> _Work task_
Supply the number of lines below containing "Events", nothing else.

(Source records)
++++++++++

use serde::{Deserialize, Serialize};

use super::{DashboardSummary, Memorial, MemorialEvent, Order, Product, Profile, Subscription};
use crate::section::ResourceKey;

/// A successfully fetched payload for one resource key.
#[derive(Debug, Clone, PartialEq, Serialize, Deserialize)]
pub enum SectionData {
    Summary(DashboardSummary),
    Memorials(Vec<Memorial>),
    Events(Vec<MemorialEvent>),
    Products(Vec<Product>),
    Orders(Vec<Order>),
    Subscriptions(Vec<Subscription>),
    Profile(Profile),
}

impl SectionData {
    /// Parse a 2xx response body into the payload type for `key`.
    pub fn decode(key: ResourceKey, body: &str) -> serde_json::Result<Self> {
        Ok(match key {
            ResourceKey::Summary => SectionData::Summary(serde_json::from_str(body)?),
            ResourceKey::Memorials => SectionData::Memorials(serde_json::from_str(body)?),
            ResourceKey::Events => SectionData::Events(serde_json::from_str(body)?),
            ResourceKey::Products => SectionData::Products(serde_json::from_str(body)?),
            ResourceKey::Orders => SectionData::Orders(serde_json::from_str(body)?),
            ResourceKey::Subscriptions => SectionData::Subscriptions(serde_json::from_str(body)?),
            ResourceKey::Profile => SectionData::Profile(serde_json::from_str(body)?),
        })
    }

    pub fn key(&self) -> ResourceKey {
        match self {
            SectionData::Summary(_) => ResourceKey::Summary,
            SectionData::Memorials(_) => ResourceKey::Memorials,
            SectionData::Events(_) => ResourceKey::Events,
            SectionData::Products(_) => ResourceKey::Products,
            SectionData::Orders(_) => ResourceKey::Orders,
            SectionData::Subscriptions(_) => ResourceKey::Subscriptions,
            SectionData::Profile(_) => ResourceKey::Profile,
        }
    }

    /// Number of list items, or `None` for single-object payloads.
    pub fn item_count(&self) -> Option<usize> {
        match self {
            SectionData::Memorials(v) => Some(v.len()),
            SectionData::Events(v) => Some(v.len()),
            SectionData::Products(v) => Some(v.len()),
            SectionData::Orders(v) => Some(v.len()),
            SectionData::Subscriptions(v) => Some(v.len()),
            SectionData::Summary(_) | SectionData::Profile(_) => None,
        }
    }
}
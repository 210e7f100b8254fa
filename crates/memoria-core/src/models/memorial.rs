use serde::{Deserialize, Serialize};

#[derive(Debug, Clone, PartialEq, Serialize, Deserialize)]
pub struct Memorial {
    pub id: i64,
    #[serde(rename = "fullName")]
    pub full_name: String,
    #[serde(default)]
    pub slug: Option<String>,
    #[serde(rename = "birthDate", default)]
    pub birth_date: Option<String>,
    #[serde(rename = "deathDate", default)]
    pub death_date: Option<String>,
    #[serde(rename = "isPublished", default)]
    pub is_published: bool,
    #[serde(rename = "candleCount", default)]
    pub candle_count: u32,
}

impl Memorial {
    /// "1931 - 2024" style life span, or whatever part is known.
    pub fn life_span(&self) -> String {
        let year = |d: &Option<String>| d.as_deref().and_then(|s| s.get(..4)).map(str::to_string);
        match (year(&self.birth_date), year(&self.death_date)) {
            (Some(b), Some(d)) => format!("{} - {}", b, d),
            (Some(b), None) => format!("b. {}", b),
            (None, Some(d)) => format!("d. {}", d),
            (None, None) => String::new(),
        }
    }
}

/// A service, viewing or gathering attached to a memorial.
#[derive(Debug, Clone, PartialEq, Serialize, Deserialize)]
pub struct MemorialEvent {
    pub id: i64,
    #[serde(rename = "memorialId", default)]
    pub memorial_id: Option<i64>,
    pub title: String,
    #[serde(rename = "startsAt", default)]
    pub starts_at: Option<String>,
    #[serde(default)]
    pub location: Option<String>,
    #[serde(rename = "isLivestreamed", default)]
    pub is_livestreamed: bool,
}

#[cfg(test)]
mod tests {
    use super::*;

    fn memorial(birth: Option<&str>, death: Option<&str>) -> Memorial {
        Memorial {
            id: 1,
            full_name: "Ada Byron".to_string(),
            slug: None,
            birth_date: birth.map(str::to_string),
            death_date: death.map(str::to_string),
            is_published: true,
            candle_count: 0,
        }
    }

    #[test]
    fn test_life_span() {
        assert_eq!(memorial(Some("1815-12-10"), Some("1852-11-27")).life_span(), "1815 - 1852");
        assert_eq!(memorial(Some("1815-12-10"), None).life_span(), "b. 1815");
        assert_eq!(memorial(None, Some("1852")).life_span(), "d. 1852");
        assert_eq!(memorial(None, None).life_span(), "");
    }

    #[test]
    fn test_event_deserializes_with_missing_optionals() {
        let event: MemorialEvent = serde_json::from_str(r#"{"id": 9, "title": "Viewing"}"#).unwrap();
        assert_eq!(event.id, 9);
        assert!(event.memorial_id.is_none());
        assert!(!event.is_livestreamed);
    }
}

++++++++++

> _Expected output_
4